§ **What is expected**: Return the data below exactly, but only from the line containing "filename src/main.rs" through the line containing "if let Err(err)", with both of those lines included.

§ **Material for the task**:
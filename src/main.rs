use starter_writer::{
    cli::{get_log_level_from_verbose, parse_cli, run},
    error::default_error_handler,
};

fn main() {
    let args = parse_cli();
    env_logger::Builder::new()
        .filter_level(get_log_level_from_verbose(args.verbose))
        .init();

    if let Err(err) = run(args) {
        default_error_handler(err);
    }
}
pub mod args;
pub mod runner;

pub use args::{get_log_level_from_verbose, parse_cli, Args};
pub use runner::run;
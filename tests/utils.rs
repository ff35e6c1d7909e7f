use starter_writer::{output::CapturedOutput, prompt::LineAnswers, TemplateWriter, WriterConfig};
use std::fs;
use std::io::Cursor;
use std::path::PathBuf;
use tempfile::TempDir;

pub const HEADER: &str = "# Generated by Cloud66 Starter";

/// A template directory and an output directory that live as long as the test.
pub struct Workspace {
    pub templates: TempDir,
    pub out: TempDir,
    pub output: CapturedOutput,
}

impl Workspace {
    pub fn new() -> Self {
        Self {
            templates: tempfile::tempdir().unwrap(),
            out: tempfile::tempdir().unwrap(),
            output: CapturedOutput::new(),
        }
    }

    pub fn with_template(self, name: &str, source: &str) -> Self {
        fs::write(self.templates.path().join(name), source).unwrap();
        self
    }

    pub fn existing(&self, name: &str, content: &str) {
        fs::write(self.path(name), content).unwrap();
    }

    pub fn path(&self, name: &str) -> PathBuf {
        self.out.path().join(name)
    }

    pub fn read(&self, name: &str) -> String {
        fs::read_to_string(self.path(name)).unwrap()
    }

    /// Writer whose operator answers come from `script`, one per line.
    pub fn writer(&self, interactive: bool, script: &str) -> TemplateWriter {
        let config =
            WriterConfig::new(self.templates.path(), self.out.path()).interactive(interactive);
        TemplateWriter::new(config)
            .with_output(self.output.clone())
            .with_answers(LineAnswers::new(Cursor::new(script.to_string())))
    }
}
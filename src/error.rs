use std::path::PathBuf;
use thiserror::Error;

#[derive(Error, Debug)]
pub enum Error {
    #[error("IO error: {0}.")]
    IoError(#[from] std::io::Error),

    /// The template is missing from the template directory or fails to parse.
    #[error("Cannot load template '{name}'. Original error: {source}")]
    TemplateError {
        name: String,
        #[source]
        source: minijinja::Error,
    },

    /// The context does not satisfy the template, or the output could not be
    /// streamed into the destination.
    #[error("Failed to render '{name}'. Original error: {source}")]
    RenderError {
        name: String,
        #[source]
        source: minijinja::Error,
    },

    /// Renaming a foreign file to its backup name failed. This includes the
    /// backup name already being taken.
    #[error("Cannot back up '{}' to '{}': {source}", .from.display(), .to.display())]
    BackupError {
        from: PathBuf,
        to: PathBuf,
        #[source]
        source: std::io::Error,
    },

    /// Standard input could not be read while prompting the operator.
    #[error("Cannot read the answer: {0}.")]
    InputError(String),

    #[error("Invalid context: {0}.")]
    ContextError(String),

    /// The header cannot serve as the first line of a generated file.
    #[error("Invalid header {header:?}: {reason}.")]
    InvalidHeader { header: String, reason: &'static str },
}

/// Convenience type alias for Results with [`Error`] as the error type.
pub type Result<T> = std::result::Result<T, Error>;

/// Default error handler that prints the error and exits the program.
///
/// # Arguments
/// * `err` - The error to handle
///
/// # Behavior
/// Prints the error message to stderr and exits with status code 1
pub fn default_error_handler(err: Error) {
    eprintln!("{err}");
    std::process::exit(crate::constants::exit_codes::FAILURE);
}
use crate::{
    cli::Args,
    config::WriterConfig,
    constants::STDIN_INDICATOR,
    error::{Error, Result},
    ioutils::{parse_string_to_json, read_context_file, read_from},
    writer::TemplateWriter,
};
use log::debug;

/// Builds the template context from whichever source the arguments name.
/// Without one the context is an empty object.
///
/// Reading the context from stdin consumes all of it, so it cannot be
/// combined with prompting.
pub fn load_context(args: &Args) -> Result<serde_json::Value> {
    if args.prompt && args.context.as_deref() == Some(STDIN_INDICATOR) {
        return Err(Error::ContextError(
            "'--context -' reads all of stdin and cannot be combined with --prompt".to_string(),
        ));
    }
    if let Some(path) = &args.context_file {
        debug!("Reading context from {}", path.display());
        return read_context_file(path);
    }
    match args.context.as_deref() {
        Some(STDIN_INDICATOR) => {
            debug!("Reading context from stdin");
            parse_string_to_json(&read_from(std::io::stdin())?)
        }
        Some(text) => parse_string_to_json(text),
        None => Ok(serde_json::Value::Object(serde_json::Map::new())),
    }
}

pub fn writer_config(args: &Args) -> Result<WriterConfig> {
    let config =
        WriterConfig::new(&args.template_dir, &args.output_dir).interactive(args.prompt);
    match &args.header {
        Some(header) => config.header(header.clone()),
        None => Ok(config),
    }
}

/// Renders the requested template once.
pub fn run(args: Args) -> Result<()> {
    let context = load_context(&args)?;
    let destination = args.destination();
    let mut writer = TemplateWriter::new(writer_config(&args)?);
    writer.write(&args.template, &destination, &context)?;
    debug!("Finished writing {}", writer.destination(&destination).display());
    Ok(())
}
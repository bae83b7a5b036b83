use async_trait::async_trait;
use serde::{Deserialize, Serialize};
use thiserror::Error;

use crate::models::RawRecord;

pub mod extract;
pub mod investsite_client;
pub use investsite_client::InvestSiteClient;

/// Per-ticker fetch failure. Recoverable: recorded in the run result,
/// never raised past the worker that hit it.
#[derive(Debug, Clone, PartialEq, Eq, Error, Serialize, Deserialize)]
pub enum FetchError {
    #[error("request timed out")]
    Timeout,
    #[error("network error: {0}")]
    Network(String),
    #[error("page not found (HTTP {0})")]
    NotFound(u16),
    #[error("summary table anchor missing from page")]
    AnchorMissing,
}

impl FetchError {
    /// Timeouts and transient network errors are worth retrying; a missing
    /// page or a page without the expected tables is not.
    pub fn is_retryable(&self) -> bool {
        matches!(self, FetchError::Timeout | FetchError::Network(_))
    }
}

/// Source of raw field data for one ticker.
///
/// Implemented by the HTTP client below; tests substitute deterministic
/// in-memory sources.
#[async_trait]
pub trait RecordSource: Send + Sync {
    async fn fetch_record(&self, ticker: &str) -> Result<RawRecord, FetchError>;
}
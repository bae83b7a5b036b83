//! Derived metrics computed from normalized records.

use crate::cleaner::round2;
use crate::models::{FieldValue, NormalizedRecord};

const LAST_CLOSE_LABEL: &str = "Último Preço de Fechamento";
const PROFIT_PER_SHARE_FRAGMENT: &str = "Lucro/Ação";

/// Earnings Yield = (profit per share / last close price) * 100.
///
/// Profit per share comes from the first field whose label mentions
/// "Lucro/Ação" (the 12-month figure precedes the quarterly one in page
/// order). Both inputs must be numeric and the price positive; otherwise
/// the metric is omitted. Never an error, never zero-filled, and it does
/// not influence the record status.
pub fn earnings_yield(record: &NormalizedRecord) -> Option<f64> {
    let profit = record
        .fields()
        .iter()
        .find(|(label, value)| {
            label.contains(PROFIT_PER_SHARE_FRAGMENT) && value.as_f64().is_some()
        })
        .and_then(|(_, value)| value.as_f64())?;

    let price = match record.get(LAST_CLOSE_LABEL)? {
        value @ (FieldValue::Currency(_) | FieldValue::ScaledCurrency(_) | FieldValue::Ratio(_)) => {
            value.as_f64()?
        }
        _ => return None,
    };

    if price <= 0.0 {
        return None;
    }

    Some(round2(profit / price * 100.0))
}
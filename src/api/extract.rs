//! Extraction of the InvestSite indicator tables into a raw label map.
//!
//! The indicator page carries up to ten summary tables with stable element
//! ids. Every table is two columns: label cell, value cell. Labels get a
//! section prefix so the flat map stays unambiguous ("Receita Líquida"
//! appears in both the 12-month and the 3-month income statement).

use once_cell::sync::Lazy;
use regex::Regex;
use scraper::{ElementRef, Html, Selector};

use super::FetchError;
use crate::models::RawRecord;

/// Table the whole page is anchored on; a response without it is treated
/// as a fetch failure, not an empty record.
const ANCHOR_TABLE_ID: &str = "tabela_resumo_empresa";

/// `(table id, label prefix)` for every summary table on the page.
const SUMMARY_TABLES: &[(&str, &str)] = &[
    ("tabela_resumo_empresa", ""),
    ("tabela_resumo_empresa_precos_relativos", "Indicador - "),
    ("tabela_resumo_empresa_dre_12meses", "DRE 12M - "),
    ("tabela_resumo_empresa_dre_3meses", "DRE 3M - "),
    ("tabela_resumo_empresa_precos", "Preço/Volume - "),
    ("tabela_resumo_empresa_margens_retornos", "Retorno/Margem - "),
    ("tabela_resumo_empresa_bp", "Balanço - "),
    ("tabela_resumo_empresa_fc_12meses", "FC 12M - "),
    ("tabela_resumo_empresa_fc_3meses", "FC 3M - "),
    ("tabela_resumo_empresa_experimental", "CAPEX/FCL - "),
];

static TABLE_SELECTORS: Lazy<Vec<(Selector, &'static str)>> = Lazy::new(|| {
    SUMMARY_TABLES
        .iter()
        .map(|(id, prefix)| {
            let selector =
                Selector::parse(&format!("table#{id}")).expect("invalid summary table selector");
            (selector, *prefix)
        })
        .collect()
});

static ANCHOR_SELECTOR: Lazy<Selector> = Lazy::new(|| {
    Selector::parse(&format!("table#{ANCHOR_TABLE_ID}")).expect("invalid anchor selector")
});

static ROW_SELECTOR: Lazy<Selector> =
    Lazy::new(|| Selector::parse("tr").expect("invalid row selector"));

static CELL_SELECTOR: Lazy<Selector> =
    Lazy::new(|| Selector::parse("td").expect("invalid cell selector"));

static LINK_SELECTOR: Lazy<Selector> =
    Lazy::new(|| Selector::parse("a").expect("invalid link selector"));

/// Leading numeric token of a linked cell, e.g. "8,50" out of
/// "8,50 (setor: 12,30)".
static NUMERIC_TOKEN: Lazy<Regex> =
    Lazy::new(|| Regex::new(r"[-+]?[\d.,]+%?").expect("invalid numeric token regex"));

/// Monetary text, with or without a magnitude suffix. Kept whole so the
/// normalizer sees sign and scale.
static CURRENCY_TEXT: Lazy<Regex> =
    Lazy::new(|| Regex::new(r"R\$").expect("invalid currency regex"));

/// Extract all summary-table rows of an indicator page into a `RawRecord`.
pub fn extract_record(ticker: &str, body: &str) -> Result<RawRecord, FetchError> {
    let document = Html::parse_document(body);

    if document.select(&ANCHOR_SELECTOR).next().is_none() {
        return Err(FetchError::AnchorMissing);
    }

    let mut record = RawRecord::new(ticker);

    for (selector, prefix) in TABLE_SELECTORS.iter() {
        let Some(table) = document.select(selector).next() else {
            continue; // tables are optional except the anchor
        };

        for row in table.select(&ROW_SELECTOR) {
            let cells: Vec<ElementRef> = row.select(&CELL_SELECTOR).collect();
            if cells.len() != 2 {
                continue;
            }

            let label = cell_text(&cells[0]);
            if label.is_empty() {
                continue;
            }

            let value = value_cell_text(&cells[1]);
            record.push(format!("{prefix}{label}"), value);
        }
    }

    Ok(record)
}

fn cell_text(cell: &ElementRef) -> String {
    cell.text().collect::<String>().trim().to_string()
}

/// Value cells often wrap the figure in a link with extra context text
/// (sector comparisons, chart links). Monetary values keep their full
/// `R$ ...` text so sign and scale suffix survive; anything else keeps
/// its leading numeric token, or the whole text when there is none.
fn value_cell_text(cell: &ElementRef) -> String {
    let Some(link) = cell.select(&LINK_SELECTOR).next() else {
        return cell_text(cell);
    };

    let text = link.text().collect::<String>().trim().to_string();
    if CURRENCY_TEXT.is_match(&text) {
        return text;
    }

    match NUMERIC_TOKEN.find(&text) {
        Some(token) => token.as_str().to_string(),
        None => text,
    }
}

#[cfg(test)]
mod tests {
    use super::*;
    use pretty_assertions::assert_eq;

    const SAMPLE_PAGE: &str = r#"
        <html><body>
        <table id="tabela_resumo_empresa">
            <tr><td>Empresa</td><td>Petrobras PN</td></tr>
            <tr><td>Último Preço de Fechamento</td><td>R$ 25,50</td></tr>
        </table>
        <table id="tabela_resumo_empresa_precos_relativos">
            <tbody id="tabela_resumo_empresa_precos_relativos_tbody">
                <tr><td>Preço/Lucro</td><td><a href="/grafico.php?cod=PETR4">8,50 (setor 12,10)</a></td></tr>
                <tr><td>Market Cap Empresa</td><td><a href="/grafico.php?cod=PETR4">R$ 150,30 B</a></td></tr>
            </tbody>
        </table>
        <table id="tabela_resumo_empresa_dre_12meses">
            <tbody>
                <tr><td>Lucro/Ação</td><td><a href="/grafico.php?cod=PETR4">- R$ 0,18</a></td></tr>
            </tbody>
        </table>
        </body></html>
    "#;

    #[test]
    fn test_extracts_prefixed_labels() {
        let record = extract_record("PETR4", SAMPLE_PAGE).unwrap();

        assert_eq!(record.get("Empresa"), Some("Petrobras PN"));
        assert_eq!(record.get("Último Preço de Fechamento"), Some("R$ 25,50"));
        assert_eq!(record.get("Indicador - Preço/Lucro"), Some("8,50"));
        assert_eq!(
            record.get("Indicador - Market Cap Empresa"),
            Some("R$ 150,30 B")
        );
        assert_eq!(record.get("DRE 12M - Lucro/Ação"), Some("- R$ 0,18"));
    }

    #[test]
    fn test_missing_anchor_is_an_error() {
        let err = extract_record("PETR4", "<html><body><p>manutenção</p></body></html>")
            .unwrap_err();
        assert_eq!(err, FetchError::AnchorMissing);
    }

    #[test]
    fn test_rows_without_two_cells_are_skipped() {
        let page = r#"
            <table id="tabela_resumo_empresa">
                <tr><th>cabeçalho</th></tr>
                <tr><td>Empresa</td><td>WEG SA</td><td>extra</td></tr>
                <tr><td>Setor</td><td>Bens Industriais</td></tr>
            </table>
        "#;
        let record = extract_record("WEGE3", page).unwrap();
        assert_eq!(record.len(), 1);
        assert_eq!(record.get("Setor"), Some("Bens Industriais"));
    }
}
---
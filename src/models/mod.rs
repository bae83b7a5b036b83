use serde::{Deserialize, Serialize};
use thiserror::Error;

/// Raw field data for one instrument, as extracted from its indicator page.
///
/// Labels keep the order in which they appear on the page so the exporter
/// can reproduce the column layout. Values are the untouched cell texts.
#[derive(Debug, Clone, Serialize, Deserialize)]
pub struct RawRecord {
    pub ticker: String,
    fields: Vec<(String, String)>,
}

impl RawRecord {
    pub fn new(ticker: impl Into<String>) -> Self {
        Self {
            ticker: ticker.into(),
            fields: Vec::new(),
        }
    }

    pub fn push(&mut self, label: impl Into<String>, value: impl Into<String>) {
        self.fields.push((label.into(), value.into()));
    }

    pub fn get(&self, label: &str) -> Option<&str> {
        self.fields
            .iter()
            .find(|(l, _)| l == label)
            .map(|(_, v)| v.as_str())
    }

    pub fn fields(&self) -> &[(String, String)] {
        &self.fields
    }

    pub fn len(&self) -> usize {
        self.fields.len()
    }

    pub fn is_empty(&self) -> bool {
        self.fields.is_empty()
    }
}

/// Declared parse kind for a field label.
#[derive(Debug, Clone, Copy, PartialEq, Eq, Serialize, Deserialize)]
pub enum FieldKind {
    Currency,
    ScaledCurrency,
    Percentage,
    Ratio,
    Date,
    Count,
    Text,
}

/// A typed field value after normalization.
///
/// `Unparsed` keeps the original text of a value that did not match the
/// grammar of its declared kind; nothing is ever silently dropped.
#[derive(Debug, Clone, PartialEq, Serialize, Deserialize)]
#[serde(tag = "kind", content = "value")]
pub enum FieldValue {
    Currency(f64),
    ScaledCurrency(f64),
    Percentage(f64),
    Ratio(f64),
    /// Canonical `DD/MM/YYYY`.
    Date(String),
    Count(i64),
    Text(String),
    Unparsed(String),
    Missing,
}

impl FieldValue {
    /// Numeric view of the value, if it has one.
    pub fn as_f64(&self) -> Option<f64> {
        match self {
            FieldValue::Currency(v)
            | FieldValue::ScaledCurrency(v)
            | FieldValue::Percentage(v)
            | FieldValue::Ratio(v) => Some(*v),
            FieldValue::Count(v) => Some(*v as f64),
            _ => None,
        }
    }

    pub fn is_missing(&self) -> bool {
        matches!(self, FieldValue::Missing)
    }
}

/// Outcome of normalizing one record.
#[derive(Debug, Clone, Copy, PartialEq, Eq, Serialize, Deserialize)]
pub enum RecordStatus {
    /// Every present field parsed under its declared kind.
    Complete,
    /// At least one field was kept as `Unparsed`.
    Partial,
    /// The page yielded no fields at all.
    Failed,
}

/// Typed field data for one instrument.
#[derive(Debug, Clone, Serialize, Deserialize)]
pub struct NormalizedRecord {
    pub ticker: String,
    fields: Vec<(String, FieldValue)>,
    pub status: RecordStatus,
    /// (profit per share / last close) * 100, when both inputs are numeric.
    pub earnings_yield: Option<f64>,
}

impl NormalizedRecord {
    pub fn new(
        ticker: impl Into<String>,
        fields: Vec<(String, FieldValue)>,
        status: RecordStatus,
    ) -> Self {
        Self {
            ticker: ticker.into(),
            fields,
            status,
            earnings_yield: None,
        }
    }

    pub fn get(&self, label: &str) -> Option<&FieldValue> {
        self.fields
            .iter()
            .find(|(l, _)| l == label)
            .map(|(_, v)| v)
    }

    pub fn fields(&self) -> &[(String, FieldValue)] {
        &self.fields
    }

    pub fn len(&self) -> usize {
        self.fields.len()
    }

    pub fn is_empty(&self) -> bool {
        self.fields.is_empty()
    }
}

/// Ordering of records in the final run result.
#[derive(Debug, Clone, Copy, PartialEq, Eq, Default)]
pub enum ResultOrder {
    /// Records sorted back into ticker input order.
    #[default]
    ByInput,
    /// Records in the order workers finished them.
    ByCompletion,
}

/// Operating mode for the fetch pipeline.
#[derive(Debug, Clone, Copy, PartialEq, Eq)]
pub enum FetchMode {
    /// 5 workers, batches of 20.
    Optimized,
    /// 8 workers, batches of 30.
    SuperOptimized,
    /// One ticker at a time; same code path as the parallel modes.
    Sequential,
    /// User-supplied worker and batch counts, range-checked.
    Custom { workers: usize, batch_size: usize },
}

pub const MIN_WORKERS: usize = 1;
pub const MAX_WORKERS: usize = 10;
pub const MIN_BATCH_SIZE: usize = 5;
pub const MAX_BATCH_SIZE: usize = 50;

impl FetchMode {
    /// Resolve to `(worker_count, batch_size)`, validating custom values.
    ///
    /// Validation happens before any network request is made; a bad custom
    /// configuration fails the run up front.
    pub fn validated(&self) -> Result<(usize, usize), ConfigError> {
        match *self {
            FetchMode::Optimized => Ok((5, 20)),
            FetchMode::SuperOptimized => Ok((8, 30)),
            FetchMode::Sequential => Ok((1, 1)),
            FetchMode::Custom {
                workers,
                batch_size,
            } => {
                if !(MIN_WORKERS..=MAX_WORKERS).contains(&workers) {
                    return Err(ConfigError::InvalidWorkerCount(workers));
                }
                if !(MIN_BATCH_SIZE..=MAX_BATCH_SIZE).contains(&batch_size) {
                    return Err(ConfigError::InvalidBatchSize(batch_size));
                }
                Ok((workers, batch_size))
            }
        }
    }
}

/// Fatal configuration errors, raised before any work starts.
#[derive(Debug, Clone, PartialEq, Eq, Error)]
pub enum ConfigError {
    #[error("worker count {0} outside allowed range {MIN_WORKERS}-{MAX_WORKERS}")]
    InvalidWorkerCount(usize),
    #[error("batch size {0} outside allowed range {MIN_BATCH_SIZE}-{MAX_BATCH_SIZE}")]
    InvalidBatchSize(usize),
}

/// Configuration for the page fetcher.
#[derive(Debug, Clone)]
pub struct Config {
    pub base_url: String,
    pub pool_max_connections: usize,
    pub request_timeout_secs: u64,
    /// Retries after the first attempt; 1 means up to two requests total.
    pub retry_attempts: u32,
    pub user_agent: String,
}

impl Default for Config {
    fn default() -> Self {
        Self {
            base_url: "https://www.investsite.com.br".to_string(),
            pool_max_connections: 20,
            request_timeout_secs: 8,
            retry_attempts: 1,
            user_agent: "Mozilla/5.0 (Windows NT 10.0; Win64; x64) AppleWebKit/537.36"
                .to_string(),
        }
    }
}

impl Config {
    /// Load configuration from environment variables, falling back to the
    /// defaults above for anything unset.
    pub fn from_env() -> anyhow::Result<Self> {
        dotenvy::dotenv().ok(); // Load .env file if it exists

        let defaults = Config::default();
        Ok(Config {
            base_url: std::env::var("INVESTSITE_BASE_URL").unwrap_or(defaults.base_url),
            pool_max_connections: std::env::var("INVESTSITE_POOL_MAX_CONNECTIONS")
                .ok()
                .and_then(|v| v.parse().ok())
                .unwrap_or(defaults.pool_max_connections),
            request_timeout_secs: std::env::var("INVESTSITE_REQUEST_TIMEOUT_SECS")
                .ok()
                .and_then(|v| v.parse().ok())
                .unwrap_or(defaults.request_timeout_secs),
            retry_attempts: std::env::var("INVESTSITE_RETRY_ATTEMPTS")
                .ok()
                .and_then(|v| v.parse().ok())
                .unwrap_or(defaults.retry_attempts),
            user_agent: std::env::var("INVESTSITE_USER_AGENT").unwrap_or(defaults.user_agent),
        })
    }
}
* * *
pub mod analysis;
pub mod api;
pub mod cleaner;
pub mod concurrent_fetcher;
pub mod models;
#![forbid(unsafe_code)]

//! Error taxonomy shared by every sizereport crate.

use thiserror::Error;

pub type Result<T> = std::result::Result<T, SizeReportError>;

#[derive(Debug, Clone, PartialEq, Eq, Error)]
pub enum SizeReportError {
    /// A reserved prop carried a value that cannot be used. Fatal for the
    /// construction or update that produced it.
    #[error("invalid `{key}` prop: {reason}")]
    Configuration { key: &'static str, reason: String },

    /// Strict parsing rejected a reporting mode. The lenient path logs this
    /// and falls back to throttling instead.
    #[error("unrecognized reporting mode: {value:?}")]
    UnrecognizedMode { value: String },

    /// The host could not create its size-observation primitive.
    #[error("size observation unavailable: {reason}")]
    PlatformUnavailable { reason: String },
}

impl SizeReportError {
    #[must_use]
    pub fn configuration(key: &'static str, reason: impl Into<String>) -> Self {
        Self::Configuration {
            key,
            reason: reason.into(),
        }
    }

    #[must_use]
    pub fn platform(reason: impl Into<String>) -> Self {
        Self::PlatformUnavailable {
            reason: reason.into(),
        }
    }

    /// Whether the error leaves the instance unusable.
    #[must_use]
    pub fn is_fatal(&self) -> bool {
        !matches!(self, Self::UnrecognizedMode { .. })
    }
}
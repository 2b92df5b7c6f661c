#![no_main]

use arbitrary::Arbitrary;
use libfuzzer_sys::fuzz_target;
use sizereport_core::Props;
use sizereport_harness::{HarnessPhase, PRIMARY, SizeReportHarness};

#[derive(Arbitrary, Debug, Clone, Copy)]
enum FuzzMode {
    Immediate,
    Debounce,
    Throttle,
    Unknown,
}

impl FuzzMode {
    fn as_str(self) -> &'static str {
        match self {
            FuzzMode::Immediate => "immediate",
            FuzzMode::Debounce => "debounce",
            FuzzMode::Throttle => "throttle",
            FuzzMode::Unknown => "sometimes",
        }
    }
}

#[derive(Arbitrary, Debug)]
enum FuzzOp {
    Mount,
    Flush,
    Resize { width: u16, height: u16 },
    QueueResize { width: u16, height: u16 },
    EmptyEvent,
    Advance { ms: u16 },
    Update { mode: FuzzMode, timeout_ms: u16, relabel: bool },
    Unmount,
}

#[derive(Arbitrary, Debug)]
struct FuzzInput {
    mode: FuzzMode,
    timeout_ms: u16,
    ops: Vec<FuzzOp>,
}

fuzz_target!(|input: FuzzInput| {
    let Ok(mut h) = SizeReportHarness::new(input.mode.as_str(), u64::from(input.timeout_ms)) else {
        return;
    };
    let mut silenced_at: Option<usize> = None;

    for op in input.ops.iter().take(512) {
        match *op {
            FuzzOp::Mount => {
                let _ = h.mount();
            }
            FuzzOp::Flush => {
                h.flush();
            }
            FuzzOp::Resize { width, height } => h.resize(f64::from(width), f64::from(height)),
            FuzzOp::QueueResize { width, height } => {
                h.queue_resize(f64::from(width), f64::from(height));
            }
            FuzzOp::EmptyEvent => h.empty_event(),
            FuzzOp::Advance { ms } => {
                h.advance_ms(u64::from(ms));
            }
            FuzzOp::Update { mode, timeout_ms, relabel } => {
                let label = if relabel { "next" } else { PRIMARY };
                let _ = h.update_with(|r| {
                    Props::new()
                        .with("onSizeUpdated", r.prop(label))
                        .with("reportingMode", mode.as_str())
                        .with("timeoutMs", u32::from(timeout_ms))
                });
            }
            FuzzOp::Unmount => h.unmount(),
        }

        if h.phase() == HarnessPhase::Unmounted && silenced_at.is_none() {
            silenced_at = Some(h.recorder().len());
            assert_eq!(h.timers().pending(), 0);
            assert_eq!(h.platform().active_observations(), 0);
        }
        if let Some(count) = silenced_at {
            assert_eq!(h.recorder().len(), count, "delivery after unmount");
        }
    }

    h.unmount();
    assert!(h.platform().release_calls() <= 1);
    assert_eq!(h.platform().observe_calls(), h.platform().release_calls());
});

§ **Exercise output**:
filename src/main.rs
use starter_writer::{
    cli::{get_log_level_from_verbose, parse_cli, run},
    error::default_error_handler,
};

fn main() {
    let args = parse_cli();
    env_logger::Builder::new()
        .filter_level(get_log_level_from_verbose(args.verbose))
        .init();

    if let Err(err) = run(args) {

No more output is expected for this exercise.